▶ _THE TASK_
Write the records below out again. Match them exactly.

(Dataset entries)

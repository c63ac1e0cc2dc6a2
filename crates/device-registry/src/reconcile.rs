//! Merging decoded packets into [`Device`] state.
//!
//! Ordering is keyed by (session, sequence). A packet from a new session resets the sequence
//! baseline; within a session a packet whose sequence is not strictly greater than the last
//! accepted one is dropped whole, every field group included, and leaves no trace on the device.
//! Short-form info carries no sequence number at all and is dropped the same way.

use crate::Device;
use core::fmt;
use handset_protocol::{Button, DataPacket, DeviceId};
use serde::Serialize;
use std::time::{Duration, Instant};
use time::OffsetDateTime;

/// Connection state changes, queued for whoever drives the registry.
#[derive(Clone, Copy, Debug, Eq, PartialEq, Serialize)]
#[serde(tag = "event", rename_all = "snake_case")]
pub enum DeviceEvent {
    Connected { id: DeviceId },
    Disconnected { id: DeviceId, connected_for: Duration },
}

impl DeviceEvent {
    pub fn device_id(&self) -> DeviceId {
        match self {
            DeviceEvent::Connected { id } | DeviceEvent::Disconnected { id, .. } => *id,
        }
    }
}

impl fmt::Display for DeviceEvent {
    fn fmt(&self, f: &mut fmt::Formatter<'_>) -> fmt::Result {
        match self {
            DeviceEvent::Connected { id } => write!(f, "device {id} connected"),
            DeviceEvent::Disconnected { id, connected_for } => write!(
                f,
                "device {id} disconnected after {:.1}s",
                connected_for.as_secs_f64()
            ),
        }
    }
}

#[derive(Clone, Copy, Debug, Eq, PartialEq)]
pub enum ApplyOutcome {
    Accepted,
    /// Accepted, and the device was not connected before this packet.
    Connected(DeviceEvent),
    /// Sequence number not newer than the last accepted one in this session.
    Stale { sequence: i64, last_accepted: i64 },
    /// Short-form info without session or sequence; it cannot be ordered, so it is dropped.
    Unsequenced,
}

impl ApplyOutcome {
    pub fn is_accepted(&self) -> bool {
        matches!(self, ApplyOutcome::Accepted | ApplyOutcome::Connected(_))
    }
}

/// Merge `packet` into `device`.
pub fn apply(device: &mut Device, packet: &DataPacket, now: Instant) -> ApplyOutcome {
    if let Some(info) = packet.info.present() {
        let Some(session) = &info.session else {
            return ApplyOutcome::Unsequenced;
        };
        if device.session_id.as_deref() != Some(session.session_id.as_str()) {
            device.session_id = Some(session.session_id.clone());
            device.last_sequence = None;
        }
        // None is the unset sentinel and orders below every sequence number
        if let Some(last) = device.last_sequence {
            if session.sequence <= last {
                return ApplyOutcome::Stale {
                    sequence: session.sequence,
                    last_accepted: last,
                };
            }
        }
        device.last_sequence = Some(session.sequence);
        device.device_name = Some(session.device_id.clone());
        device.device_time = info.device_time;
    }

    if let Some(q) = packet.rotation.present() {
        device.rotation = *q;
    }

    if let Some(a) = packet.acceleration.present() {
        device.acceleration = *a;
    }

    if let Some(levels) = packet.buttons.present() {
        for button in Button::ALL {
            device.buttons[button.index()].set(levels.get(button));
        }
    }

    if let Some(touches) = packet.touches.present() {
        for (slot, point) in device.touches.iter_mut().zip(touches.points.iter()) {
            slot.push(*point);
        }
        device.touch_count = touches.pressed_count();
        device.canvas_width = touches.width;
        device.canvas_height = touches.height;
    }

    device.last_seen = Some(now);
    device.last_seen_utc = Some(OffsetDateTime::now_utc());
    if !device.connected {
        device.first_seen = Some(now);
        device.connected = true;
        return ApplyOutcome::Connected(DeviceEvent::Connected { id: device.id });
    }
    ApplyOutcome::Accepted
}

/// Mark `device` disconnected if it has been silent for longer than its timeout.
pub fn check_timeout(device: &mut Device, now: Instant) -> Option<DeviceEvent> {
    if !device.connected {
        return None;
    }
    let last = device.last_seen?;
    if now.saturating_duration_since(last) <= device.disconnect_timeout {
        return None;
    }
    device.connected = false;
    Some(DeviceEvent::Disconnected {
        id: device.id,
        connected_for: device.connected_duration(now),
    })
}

▶ _WRITTEN REPLY_
repository c63ac1e0cc2dc6a2
filename crates/device-registry/src/reconcile.rs
//! Merging decoded packets into [`Device`] state.
//!
//! Ordering is keyed by (session, sequence). A packet from a new session resets the sequence
//! baseline; within a session a packet whose sequence is not strictly greater than the last
//! accepted one is dropped whole, every field group included, and leaves no trace on the device.
//! Short-form info carries no sequence number at all and is dropped the same way.

use crate::Device;
use core::fmt;
use handset_protocol::{Button, DataPacket, DeviceId};
use serde::Serialize;
use std::time::{Duration, Instant};
use time::OffsetDateTime;

/// Connection state changes, queued for whoever drives the registry.
#[derive(Clone, Copy, Debug, Eq, PartialEq, Serialize)]
#[serde(tag = "event", rename_all = "snake_case")]
pub enum DeviceEvent {
    Connected { id: DeviceId },
    Disconnected { id: DeviceId, connected_for: Duration },
}

impl DeviceEvent {
    pub fn device_id(&self) -> DeviceId {
        match self {
            DeviceEvent::Connected { id } | DeviceEvent::Disconnected { id, .. } => *id,
        }
    }
}

impl fmt::Display for DeviceEvent {
    fn fmt(&self, f: &mut fmt::Formatter<'_>) -> fmt::Result {
        match self {
            DeviceEvent::Connected { id } => write!(f, "device {id} connected"),
            DeviceEvent::Disconnected { id, connected_for } => write!(
                f,
                "device {id} disconnected after {:.1}s",
                connected_for.as_secs_f64()
            ),
        }
    }
}

#[derive(Clone, Copy, Debug, Eq, PartialEq)]
pub enum ApplyOutcome {
    Accepted,
    /// Accepted, and the device was not connected before this packet.
    Connected(DeviceEvent),
    /// Sequence number not newer than the last accepted one in this session.
    Stale { sequence: i64, last_accepted: i64 },
    /// Short-form info without session or sequence; it cannot be ordered, so it is dropped.
    Unsequenced,
}

impl ApplyOutcome {
    pub fn is_accepted(&self) -> bool {
        matches!(self, ApplyOutcome::Accepted | ApplyOutcome::Connected(_))
    }
}

/// Merge `packet` into `device`.
pub fn apply(device: &mut Device, packet: &DataPacket, now: Instant) -> ApplyOutcome {
    if let Some(info) = packet.info.present() {
        let Some(session) = &info.session else {
            return ApplyOutcome::Unsequenced;
        };
        if device.session_id.as_deref() != Some(session.session_id.as_str()) {
            device.session_id = Some(session.session_id.clone());
            device.last_sequence = None;
        }
        // None is the unset sentinel and orders below every sequence number
        if let Some(last) = device.last_sequence {
            if session.sequence <= last {
                return ApplyOutcome::Stale {
                    sequence: session.sequence,
                    last_accepted: last,
                };
            }
        }
        device.last_sequence = Some(session.sequence);
        device.device_name = Some(session.device_id.clone());
        device.device_time = info.device_time;
    }

    if let Some(q) = packet.rotation.present() {
        device.rotation = *q;
    }

    if let Some(a) = packet.acceleration.present() {
        device.acceleration = *a;
    }

    if let Some(levels) = packet.buttons.present() {
        for button in Button::ALL {
            device.buttons[button.index()].set(levels.get(button));
        }
    }

    if let Some(touches) = packet.touches.present() {
        for (slot, point) in device.touches.iter_mut().zip(touches.points.iter()) {
            slot.push(*point);
        }
        device.touch_count = touches.pressed_count();
        device.canvas_width = touches.width;
        device.canvas_height = touches.height;
    }

    device.last_seen = Some(now);
    device.last_seen_utc = Some(OffsetDateTime::now_utc());
    if !device.connected {
        device.first_seen = Some(now);
        device.connected = true;
        return ApplyOutcome::Connected(DeviceEvent::Connected { id: device.id });
    }
    ApplyOutcome::Accepted
}

/// Mark `device` disconnected if it has been silent for longer than its timeout.
pub fn check_timeout(device: &mut Device, now: Instant) -> Option<DeviceEvent> {
    if !device.connected {
        return None;
    }
    let last = device.last_seen?;
    if now.saturating_duration_since(last) <= device.disconnect_timeout {
        return None;
    }
    device.connected = false;
    Some(DeviceEvent::Disconnected {
        id: device.id,
        connected_for: device.connected_duration(now),
    })
}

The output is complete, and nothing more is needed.